NICOSIA. PARTE LA DIFFERENZIATA PER I COMMERCIANTI

Parte da oggi la raccolta differenziata per le attività commerciali. La raccolta verrà effettuata per carta, cartone, vetro, imballaggi e umido. Nella giornata odierna dovrebbe arrivare l’ordinanza sindacale con il sindaco Luigi Bonelli disporrà quanto deciso ieri, nel vertice operativo tra amministrazione e Multiecoplast, che gestisce il servizio di igiene ambientale. La differenziata prodotta dalle attività commerciali verrà conferita nell’area dell’ex discarica Canalotto dove si attiverà un deposito temporaneo, in attesa della realizzazione del Centro comunale di raccolta.

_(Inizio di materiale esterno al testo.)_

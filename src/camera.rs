/// Vertical scroll state. The map is a stack of screen-sized bands and the
/// camera shows the band containing the actor's center.
#[derive(Debug, Clone, Copy, PartialEq)]
pub struct Camera {
    pub level: u32,       // band index, 0 at the top of the map
    pub offset: f32,      // added to world Y to get screen Y (<= 0)
    pub viewport_h: f32,
    pub max_level: u32,
}

impl Camera {
    pub fn new(viewport_h: f32, map_height: f32) -> Self {
        Self {
            level: 0,
            offset: 0.0,
            viewport_h,
            max_level: max_level_for(map_height, viewport_h),
        }
    }

    /// Band containing world Y `center_y`, clamped to the map.
    pub fn level_for(&self, center_y: f32) -> u32 {
        let band = (center_y / self.viewport_h).floor();
        if band <= 0.0 {
            0
        } else {
            (band as u32).min(self.max_level)
        }
    }

    /// Re-derives band and offset from the actor's center. Returns true on a band change.
    pub fn follow(&mut self, center_y: f32) -> bool {
        let level = self.level_for(center_y);
        let changed = level != self.level;
        if changed {
            log::info!("level band {} -> {}", self.level, level);
        }
        self.level = level;
        self.offset = -(level as f32) * self.viewport_h;
        changed
    }

    #[inline]
    pub fn world_to_screen(&self, p: [f32; 2]) -> [f32; 2] {
        [p[0], p[1] + self.offset]
    }

    #[inline]
    pub fn screen_to_world(&self, p: [f32; 2]) -> [f32; 2] {
        [p[0], p[1] + self.offset.abs()]
    }
}

/// Highest band index for a map `map_height` pixels tall.
pub fn max_level_for(map_height: f32, viewport_h: f32) -> u32 {
    if viewport_h <= 0.0 || map_height <= viewport_h {
        return 0;
    }
    ((map_height / viewport_h).ceil() as u32).saturating_sub(1)
}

La “disposizione d’emergenza” è divenuta necessaria a seguito delle disposizioni regionali del presidente della Regione Sicilia e dell’ordinanza del 14 luglio 2016: «ricorso temporaneo ad una speciale forma di gestione dei rifiuti nel territorio della Regione Siciliana, per il periodo dal 15 luglio 2016 e sino al 20 luglio 2016, al fine di evitare l’insorgere di emergenze igienico-sanitarie, di ordine pubblico e sociale». Il Comune di Nicosia per quanto riguarda il mese di luglio, secondo i dati tabellari riportati nell’ordinanza che fissa il tetto massimo di conferimento in discarica per ogni comune siciliano, potrà conferire un massimo di 11,8 tonnellate di rifiuti.

Nicosia nel mese di giugno 2016 ha conferito in discarica un totale di 12,4 tonnellate di rifiuto. Il “surplus” sarebbe dunque di 1,2 tonnellate e creerebbe enormi problemi alla città se non venisse conferito e restasse sui camion e nei cassonetti, anche in considerazione delle elevate temperature di questi giorni. La “disposizione d’emergenza” e l’avvio della differenziata per le attività commerciali ridurrebbe il volume complessivo di rifiuti prodotti dalla città, con un alleggerimento importante se si considera vetro e carta.

La differenziata delle attività commerciali verrà conferita nell’ex discarica Canalotto dove verrà attivato un deposito temporaneo per lo smistamento. In seguito, la differenziata, verrà raccolta e recuperata presumibilmente dai Consorzi di filiera. La Sicilia ha le percentuali più basse, per quanto riguarda la raccolta differenziata, tra le regioni italiane. Il Dipartimento acque e rifiuti della Sicilia ha imposto livelli minimi percentuali sulla differenziata che i Comuni devono raggiungere entro l’anno.

Se Nicosia non raggiungerà il 65% di differenziata entro il 30 ottobre rischia pesanti sanzioni e ulteriori costi per il conferimento in discarica che ricadranno sui cittadini. Secondo le previsioni l’avvio della differenziata doveva avvenire entro febbraio 2016. Adesso diventa una necessità improrogabile avere un Ccr funzionale ed efficiente, per avviare, in teoria nel minor tempo possibile, la raccolta differenziata e raggiungere le percentuali prefissate. Nel dicembre del 2015 in un’assemblea nell’aula consiliare era stato presentato il Piano con il quale l’azienda si era aggiudicata il bando. Questo prevede il raggiungimento, entro il primo anno, del 65% di raccolta differenziata e del 70% per il secondo anno; il recupero di materia per il 55% nel primo anno e del 65% per il secondo anno.